Collected data entries:
* * *
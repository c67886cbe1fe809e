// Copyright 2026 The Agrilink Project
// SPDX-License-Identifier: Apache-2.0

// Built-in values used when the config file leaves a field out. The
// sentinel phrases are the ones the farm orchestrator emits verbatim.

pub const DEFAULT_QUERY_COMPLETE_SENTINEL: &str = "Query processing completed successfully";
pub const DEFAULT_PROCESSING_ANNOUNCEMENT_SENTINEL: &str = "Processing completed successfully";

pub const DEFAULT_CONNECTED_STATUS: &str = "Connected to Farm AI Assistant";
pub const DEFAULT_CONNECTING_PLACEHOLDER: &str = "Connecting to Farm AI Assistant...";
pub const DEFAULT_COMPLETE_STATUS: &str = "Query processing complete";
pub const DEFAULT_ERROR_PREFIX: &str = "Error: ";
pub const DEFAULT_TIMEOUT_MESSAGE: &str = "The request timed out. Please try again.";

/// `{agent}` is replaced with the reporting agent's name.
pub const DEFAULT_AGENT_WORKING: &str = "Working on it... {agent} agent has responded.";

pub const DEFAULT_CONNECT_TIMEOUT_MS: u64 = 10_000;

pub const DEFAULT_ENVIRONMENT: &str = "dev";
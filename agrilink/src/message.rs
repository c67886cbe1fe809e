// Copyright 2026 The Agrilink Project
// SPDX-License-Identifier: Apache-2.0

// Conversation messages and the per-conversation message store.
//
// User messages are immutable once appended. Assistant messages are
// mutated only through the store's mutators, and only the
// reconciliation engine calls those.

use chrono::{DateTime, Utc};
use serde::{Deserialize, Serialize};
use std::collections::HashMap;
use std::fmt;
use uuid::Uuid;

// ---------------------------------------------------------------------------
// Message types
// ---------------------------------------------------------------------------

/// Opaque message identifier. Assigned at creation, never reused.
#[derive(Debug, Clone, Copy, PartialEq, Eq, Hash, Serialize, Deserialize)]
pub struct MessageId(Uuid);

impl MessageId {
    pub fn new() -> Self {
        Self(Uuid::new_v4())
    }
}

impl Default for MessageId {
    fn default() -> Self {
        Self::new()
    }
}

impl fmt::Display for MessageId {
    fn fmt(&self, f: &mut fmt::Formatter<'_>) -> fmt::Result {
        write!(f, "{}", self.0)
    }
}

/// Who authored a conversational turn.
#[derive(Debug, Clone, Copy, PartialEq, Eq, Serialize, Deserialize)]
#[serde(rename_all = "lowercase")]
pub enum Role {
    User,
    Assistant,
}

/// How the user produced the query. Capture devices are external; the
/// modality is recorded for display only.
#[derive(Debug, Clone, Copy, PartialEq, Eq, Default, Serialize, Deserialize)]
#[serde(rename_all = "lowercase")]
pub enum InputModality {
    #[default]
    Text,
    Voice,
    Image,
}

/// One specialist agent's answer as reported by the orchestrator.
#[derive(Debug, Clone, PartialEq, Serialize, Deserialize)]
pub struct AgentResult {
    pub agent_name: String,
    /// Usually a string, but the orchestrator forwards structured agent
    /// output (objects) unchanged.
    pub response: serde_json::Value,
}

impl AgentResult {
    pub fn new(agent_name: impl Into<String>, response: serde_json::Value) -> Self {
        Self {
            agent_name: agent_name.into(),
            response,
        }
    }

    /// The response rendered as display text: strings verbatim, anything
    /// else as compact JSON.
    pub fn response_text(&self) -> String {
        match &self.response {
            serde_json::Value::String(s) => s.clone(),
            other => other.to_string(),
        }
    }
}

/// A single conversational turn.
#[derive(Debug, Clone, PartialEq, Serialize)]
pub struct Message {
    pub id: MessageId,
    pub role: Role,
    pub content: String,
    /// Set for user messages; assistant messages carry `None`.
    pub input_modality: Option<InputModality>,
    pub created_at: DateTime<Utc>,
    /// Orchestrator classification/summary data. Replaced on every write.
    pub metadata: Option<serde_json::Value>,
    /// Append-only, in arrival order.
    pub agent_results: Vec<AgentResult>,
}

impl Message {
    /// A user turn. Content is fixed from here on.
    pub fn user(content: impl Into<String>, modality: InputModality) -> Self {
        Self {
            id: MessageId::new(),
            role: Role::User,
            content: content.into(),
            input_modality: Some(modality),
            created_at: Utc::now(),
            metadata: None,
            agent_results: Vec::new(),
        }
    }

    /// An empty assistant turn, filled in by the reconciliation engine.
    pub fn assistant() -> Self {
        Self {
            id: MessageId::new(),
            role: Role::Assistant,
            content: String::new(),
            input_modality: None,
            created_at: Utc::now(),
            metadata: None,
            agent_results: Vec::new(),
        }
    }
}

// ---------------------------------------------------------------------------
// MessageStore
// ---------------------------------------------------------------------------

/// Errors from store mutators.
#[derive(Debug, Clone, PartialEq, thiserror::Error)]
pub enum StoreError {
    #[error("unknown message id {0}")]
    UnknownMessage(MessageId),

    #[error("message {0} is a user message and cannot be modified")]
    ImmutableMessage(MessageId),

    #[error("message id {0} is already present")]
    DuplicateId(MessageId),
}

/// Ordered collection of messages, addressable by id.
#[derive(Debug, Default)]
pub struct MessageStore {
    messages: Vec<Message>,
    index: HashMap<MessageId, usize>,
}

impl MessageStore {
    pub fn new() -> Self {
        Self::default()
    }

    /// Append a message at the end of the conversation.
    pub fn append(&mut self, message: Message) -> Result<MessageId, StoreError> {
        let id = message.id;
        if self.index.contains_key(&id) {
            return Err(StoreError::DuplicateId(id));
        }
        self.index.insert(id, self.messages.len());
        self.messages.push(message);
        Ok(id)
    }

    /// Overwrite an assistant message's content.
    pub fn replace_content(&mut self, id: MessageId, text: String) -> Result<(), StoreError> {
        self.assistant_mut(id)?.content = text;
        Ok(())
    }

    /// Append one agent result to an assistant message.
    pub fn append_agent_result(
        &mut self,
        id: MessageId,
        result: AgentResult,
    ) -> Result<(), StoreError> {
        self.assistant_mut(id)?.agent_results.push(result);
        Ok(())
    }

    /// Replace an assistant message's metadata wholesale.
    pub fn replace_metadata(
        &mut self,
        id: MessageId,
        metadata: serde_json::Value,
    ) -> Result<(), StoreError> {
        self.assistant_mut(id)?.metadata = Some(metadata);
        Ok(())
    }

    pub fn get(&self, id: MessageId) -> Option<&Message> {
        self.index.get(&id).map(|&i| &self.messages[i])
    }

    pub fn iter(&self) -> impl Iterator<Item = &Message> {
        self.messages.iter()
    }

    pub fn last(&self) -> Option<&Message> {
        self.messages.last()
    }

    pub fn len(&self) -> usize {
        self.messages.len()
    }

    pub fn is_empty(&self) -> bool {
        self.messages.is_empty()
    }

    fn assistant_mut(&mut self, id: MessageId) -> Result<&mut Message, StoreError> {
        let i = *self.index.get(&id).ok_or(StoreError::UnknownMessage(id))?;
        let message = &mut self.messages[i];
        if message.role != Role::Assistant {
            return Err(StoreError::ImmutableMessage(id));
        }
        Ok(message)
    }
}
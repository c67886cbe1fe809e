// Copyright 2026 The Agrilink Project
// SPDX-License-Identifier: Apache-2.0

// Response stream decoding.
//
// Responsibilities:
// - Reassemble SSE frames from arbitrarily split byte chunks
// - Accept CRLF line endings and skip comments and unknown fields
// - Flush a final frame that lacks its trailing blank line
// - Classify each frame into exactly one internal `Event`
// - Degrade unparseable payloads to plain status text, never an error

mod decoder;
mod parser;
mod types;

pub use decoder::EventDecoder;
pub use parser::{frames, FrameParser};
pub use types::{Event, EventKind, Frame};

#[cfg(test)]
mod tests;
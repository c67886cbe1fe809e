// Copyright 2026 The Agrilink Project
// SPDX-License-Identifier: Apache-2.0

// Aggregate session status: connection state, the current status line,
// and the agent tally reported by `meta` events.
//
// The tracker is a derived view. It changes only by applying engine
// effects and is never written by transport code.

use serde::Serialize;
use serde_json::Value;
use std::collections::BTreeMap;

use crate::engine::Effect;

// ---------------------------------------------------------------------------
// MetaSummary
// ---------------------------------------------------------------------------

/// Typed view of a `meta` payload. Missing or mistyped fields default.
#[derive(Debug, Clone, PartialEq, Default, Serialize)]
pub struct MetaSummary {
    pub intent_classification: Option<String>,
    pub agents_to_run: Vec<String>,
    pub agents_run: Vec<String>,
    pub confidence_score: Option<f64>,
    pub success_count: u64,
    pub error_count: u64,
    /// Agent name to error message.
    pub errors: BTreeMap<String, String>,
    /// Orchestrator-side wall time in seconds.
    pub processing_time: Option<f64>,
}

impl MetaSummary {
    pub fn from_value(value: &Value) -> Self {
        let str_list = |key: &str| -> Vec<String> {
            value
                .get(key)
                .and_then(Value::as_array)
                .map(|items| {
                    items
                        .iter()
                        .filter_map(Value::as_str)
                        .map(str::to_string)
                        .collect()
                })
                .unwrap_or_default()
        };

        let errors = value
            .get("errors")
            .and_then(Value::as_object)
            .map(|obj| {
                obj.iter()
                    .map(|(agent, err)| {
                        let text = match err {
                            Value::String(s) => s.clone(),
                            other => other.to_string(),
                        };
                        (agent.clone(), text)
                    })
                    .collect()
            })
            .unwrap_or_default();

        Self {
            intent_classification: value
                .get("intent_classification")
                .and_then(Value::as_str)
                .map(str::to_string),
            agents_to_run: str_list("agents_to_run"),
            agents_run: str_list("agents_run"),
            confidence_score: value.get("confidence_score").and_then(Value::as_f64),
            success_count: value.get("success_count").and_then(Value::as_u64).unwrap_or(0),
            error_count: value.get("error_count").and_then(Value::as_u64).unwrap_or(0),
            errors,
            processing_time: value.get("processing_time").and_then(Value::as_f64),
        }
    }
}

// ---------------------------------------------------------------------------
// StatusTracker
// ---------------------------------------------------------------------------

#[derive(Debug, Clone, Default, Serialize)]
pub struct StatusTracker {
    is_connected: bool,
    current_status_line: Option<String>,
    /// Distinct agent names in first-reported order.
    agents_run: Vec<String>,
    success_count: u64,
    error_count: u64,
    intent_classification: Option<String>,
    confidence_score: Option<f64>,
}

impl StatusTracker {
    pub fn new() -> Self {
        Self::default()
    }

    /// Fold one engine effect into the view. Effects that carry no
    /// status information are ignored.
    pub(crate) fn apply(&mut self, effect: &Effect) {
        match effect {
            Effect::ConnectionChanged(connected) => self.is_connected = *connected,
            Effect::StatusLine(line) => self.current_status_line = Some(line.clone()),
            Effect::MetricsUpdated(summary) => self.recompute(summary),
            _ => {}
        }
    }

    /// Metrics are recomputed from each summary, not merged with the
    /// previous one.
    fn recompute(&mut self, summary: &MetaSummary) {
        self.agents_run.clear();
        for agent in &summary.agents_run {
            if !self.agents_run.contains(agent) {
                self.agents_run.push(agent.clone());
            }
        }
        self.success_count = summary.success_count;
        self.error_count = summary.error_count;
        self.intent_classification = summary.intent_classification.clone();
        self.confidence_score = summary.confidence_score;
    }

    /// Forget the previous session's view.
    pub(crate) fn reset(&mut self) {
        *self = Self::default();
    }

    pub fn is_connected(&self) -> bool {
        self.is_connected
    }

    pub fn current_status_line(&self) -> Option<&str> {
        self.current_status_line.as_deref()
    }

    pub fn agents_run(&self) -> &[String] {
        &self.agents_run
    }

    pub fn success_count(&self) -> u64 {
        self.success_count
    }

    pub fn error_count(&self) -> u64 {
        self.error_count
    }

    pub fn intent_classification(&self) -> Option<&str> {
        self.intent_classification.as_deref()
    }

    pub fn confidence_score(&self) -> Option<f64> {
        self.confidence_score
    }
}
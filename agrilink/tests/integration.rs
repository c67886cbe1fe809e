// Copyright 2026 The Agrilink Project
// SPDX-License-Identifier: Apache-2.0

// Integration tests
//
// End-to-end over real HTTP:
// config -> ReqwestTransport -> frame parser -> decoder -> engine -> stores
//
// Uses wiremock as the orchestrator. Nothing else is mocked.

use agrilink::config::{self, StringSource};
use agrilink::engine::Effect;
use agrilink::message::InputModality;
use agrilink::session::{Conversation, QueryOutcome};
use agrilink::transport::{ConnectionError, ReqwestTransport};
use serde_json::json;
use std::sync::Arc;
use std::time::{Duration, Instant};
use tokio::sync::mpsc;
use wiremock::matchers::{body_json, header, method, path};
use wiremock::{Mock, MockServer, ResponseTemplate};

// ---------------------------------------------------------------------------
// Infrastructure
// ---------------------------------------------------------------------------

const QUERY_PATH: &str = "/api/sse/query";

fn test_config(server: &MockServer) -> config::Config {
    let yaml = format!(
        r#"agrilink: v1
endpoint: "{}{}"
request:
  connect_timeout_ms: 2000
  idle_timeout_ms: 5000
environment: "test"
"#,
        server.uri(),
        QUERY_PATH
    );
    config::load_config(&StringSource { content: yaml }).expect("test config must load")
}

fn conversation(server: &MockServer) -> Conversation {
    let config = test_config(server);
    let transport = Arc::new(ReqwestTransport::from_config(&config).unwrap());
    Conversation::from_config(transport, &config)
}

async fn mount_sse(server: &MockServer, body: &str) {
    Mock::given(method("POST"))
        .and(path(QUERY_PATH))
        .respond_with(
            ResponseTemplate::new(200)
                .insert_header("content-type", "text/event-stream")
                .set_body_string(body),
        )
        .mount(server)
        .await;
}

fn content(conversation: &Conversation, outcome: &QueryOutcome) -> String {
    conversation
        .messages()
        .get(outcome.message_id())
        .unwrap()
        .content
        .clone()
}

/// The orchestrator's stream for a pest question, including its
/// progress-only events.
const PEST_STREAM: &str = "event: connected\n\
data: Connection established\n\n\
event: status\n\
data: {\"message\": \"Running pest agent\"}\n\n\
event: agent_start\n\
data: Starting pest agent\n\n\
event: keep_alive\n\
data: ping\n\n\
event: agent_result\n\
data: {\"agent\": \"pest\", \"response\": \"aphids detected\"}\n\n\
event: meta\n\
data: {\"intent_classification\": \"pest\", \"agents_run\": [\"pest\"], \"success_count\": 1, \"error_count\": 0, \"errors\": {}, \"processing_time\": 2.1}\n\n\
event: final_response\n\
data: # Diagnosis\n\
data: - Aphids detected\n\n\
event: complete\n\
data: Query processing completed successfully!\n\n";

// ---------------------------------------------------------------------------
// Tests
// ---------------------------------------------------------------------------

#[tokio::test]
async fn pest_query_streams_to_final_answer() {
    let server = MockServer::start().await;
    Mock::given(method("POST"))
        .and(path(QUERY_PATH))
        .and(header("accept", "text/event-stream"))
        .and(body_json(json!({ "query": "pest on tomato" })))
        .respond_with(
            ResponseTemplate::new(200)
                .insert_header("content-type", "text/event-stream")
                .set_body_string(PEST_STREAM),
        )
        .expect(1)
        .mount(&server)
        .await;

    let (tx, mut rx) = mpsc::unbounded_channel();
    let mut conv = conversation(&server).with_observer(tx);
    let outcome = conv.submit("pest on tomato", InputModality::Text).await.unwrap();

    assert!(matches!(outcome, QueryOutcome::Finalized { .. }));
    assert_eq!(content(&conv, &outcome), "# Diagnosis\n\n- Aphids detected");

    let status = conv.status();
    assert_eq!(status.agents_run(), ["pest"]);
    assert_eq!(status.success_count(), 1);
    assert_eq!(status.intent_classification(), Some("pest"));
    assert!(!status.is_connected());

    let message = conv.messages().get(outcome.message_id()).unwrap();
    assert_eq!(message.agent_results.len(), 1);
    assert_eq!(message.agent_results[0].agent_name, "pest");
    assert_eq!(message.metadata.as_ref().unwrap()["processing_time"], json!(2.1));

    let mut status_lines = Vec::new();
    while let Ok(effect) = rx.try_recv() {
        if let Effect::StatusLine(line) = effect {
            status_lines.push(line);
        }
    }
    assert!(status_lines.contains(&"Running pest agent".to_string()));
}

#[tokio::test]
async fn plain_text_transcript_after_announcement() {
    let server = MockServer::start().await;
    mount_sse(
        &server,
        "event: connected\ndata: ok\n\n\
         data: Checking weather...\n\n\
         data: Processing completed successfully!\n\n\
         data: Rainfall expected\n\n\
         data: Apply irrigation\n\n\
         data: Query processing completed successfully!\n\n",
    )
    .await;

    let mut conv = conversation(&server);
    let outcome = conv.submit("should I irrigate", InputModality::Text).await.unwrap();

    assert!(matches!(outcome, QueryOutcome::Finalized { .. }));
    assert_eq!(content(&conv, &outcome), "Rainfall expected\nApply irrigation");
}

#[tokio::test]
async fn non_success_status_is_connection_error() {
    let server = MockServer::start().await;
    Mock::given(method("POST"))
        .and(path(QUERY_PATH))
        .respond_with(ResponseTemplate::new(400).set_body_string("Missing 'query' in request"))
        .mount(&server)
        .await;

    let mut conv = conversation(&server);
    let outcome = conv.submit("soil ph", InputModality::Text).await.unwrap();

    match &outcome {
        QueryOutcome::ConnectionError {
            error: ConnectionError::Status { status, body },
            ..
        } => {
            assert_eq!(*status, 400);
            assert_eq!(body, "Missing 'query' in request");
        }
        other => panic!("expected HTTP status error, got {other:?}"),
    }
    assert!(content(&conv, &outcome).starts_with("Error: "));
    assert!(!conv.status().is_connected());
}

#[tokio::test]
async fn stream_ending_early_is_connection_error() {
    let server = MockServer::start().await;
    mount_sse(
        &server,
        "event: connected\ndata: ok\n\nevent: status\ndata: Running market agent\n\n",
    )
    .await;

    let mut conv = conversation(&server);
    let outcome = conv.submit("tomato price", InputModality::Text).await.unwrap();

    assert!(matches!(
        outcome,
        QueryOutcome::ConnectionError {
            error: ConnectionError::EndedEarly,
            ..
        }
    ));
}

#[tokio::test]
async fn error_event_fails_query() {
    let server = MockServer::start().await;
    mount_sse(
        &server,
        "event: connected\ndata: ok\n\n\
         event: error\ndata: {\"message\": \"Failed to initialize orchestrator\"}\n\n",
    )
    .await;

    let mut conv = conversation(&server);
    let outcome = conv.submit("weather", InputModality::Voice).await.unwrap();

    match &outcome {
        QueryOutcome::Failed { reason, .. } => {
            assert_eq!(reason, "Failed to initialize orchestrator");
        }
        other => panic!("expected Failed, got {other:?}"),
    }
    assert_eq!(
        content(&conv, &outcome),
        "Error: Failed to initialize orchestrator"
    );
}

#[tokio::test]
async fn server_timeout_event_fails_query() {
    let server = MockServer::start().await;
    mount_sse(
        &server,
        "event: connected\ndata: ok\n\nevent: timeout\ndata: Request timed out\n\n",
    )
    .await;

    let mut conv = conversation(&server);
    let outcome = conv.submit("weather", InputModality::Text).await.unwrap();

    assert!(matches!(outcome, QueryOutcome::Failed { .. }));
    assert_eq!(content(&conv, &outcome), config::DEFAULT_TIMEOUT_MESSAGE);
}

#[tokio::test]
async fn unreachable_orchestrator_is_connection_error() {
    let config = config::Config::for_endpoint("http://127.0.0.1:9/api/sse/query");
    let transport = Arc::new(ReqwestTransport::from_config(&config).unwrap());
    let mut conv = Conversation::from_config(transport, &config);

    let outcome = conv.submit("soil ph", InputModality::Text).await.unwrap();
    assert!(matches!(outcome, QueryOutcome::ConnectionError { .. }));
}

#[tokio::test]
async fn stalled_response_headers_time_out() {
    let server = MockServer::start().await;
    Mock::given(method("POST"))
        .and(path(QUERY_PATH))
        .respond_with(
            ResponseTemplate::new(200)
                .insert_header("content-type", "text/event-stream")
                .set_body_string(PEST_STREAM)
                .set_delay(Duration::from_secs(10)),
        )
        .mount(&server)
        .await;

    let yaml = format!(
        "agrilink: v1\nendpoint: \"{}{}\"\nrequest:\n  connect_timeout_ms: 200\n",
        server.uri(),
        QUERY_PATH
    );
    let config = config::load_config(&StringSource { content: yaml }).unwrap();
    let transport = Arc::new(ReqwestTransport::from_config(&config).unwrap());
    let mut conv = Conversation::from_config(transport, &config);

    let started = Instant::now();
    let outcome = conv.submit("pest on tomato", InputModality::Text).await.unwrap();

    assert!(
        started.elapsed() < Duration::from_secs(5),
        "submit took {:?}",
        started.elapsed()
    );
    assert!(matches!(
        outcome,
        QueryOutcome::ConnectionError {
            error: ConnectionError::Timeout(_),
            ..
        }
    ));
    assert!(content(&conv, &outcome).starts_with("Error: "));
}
* * *
WHAT IS NEEDED - In the lines above, locate the string "successfully". Copy every line where it occurs.

REPLY TO THE EXERCISE -
pub const DEFAULT_QUERY_COMPLETE_SENTINEL: &str = "Query processing completed successfully";
pub const DEFAULT_PROCESSING_ANNOUNCEMENT_SENTINEL: &str = "Processing completed successfully";
data: Query processing completed successfully!\n\n";
         data: Processing completed successfully!\n\n\
         data: Query processing completed successfully!\n\n",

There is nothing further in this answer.